The thread-per-request model (one thread handles one request end-to-end) is the simplest programming model but traditionally required thread pools because OS threads are expensive. With virtual threads, thread-per-request becomes viable even for high-concurrency services. Standard blocking I/O (JDBC, HTTP clients, file I/O) works transparently — the JVM automatically unmounts the virtual thread during blocking calls. You do NOT need to rewrite code to use CompletableFuture or reactive streams to get concurrency benefits. Virtual threads are implemented as continuations scheduled by the JVM on a pool of platform (carrier) threads, typically sized to the number of CPU cores (Runtime.getRuntime().availableProcessors()). When a virtual thread blocks on I/O, it is 'unmounted' from its carrier thread — the carrier thread is free to run other virtual threads. The blocking syscall is rewritten as a non-blocking operation at the JVM level. Two important limitations: synchronized blocks pin the virtual thread to its carrier (the carrier cannot be reused while the virtual thread is blocked inside a synchronized block), so prefer ReentrantLock for locks that wrap I/O. Also, ThreadLocal variables work but can be wasteful at millions-of-threads scale — prefer ScopedValue (Java 21 preview) for per-request context propagation.

Structured Concurrency and Pinning

Structured Concurrency (JEP 453, preview in Java 21) groups related virtual threads into a scope — if any thread fails, the scope can cancel the rest.
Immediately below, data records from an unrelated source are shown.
//! Year-indexed score tables and the feature-id join.

use crate::Error;
use crate::color::{Style, amenity_color, score_color};
use crate::model::InfraFeature;
use crate::utils::clamp_unit;
use config::{InfraColoring, ScoreScheme};
use serde::{Deserialize, Serialize};
use std::collections::HashMap;

/// One row of a per-year score file.
#[derive(Debug, Clone, PartialEq, Serialize, Deserialize)]
pub struct ScoreEntry {
    pub amenagement_id: String,
    pub score: f64,
}

/// Feature id to score, for a single year. Replaced as a whole whenever the
/// selected year changes.
#[derive(Debug, Clone, Default, PartialEq)]
pub struct ScoreMap(HashMap<String, f64>);

impl ScoreMap {
    /// Parse a per-year score file (`[{amenagement_id, score}, ...]`).
    pub fn from_slice(bytes: &[u8]) -> Result<Self, Error> {
        let entries: Vec<ScoreEntry> = serde_json::from_slice(bytes)?;
        Ok(entries.into_iter().collect())
    }

    /// Scores embedded in the features for `year`. With `fallback_to_global`,
    /// features without a yearly entry use their global score.
    pub fn embedded(features: &[InfraFeature], year: i32, fallback_to_global: bool) -> Self {
        features
            .iter()
            .filter_map(|feature| {
                let score = feature.score_for(year).or_else(|| {
                    fallback_to_global
                        .then_some(feature.properties.score)
                        .flatten()
                })?;
                Some((feature.id.clone(), score))
            })
            .collect()
    }

    /// Score of `id`, clamped to `0.0..=1.0`.
    pub fn get(&self, id: &str) -> Option<f64> {
        self.0.get(id).copied().map(clamp_unit)
    }

    pub fn len(&self) -> usize {
        self.0.len()
    }

    pub fn is_empty(&self) -> bool {
        self.0.is_empty()
    }

    /// Style of `feature`: colored by its score (or type), or the neutral
    /// no-data style when the year has no score for it.
    pub fn style_for(
        &self,
        feature: &InfraFeature,
        coloring: InfraColoring,
        scheme: ScoreScheme,
    ) -> Style {
        match self.get(&feature.id) {
            None => Style::NO_DATA,
            Some(score) => match coloring {
                InfraColoring::Score => Style::scored(score_color(score, scheme)),
                InfraColoring::Type => {
                    Style::scored(amenity_color(feature.properties.kind.as_deref()))
                }
            },
        }
    }
}

impl FromIterator<(String, f64)> for ScoreMap {
    fn from_iter<I: IntoIterator<Item = (String, f64)>>(iter: I) -> Self {
        Self(iter.into_iter().collect())
    }
}

impl FromIterator<ScoreEntry> for ScoreMap {
    fn from_iter<I: IntoIterator<Item = ScoreEntry>>(iter: I) -> Self {
        iter.into_iter()
            .map(|entry| (entry.amenagement_id, entry.score))
            .collect()
    }
}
This makes concurrent fan-out code readable without callback hell. Pinning is the main gotcha: a virtual thread is pinned to its carrier when it calls synchronized code or JNI. While pinned, the carrier cannot serve other virtual threads, effectively reducing to platform-thread behavior. The fix: replace synchronized with ReentrantLock (which is virtual-thread-aware). Detect pinning with -Djdk.tracePinnedThreads=full.

Key Takeaways

Virtual threads are cheap — create millions, do not pool them. Thread pools are an anti-pattern for virtual threads.
Blocking I/O inside virtual threads is safe and efficient. The JVM unmounts the thread, freeing the carrier for other work.
synchronized pins virtual threads to carriers. Replace synchronized with ReentrantLock in libraries that will be called from virtual threads at scale.

Code example

// Create a virtual thread (Java 21+)
Thread vt = Thread.ofVirtual().start(() -> {
    // blocking I/O is fine here
    String result = httpClient.send(request, BodyHandlers.ofString()).body();
    System.out.println(result);
});

// ExecutorService backed by virtual threads
try (var executor = Executors.newVirtualThreadPerTaskExecutor()) {
    IntStream.range(0, 10_000)
        .forEach(i -> executor.submit(() -> doBlockingWork(i)));
} // auto-closes, waits for all tasks

// Structured concurrency (preview)
try (var scope = new StructuredTaskScope.ShutdownOnFailure()) {
    Future<String> user = scope.fork(() -> fetchUser(id));
    Future<String> order = scope.fork(() -> fetchOrder(id));
    scope.join().throwIfFailed();
    return new Response(user.get(), order.get());
}